Intelligencer
Report: Sidney Powell Even Crazier Than You Think
Jonathan Chait
It takes a certain kind of legal mind to decide to go to work for Donald Trump. Since Trump transparently does not believe in the rule of law in any way, shape, or form, serving him in a legal capacity is a bit like taking a job as Jeffrey Dahmer’s ethicist.
Trump’s attorneys, like many of his advisers, tend to justify their positions on the grounds that they can steer a powerful man away from crazy or dangerous advisers. Attorney General William Barr was running around claiming that mail-in voting would enable foreign countries to cast massive amounts of fake ballots, that democratic norms were being shredded by Trump’s enemies and not by Trump, the mainstream media was smearing the healing properties of hydroxychloroquine, and so on. But Barr was also maneuvering to keep Trump from listening to the legal stylings of Rudy Giuliani, who is much crazier than Barr. Giuliani, in turn, was working to wall off Trump from the advice of Sidney Powell, who is crazier still.
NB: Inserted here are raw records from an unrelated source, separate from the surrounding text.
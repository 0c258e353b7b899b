//! In-process capture of records.

use parking_lot::Mutex;

use super::Sink;
use crate::errors::SinkError;
use crate::record::{LogRecord, RecordKind};
use crate::types::CorrelationId;

/// Keeps every record in memory. Used by tests and for introspection.
#[derive(Debug, Default)]
pub struct MemorySink {
    records: Mutex<Vec<LogRecord>>,
}

impl MemorySink {
    /// Creates an empty sink.
    pub fn new() -> Self {
        Self::default()
    }

    /// Snapshot of every captured record.
    pub fn records(&self) -> Vec<LogRecord> {
        self.records.lock().clone()
    }

    /// Records whose operation key equals `key`.
    pub fn records_with_key(&self, key: &str) -> Vec<LogRecord> {
        self.filter(|r| r.key.as_ref().is_some_and(|k| k.as_str() == key))
    }

    /// Records of one kind.
    pub fn records_of_kind(&self, kind: RecordKind) -> Vec<LogRecord> {
        self.filter(|r| r.kind == kind)
    }

    /// Records belonging to one request.
    pub fn records_for(&self, correlation_id: CorrelationId) -> Vec<LogRecord> {
        self.filter(|r| r.correlation_id == Some(correlation_id))
    }

    fn filter(&self, predicate: impl Fn(&LogRecord) -> bool) -> Vec<LogRecord> {
        self.records
            .lock()
            .iter()
            .filter(|r| predicate(r))
            .cloned()
            .collect()
    }

    /// Number of captured records.
    pub fn len(&self) -> usize {
        self.records.lock().len()
    }

    /// Returns true if nothing was captured.
    pub fn is_empty(&self) -> bool {
        self.len() == 0
    }

    /// Discards every captured record.
    pub fn clear(&self) {
        self.records.lock().clear();
    }
}

impl Sink for MemorySink {
    fn name(&self) -> &str {
        "memory"
    }

    fn emit(&self, record: &LogRecord) -> Result<(), SinkError> {
        self.records.lock().push(record.clone());
        Ok(())
    }
}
Just how crazy is she? Jonathan Karl reports that Powell — who, at the height of her influence, appeared at an official Republican National Committee press conference as Trump counsel to make the case for Trump’s election challenge — believed the CIA director had undertaken a secret international mission to confiscate the evidence that would reveal election fraud:
“Gina Haspel has been hurt and taken into custody in Germany,” Powell told Cohen, pushing a false conspiracy theory that had been gaining steam among QAnon followers, according to the book. “You need to launch a special operations mission to get her,” Powell said.
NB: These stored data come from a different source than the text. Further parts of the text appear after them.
//! Reusable execution templates for layer boundaries.
//!
//! [`BoundaryService`] standardizes "log inbound, execute, log outbound" for
//! business-logic call sites. [`BoundaryExternalClient`] adds timeouts,
//! retries with backoff and a [`CircuitBreaker`] for calls leaving the
//! process. Both implement [`Instrumented`], the one canonical way to wrap
//! a call.

use std::error::Error as StdError;
use std::future::Future;

use async_trait::async_trait;

use crate::errors::BoundaryError;
use crate::logger::UnifiedLogger;

pub mod circuit_breaker;
pub mod external;
pub mod service;

pub use circuit_breaker::{
    BreakerPermit, CircuitBreaker, CircuitBreakerConfig, CircuitBreakerStats, CircuitState,
    CooldownMs, FailureThreshold,
};
pub use external::{BoundaryExternalClient, CallOptions};
pub use service::{BoundaryService, ExecuteOptions};

/// A layer wrapper that instruments calls crossing it.
#[async_trait]
pub trait Instrumented: Send + Sync {
    /// Logger the wrapper reports through.
    fn logger(&self) -> &UnifiedLogger;

    /// Runs `call` as the named operation with this layer's boundary
    /// logging, timing and error handling. Caller errors come back wrapped
    /// in [`BoundaryError::Layer`] with the original as `source()`.
    async fn instrument<T, E, F, Fut>(&self, operation: &str, call: F) -> Result<T, BoundaryError>
    where
        T: Send,
        E: StdError + Send + Sync + 'static,
        F: FnMut() -> Fut + Send,
        Fut: Future<Output = Result<T, E>> + Send;
}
Powell, according to the book, was pushing the outlandish claim that Haspel had been injured while on a secret CIA operation to seize an election-related computer server that belonged to a company named Scytl – none of which was true.
“The server, Powell claimed, contained evidence that hundreds of thousands, maybe millions, of votes had been switched using rigged voting machines. Powell believed Haspel had embarked on this secret mission to get the server and destroy the evidence – in other words, the CIA director was part of the conspiracy,” Karl writes.
Powell wanted the Defense Department to send a special operations team over to Germany immediately: “They needed to get the server and force Haspel to confess,” Karl writes.
Powell’s theory has a number of flaws. Perhaps the most glaring is her premise that the agent the CIA would select to carry out its secret mission would be the agency’s director. My understanding of the espionage world is that secret agents generally try to escape recognition. Maintaining your cover is considerably more difficult if you have appeared on television and in newspapers across the world identified as the director of the CIA.
Anyway, Powell is crazier than Giuliani, who is crazier than Barr. At some point toward the very end, things got so crazy even Barr couldn’t handle it anymore. But Barr’s grip on reality is quite tenuous. The mental-health spectrum of Trump lawyer crazy runs from Fox News Brain (Barr) to Newsmax Brain (Giuliani) to One America News Brain (Powell). Say what you will about Trump’s managerial style — his legal team has truly been a Big Tent.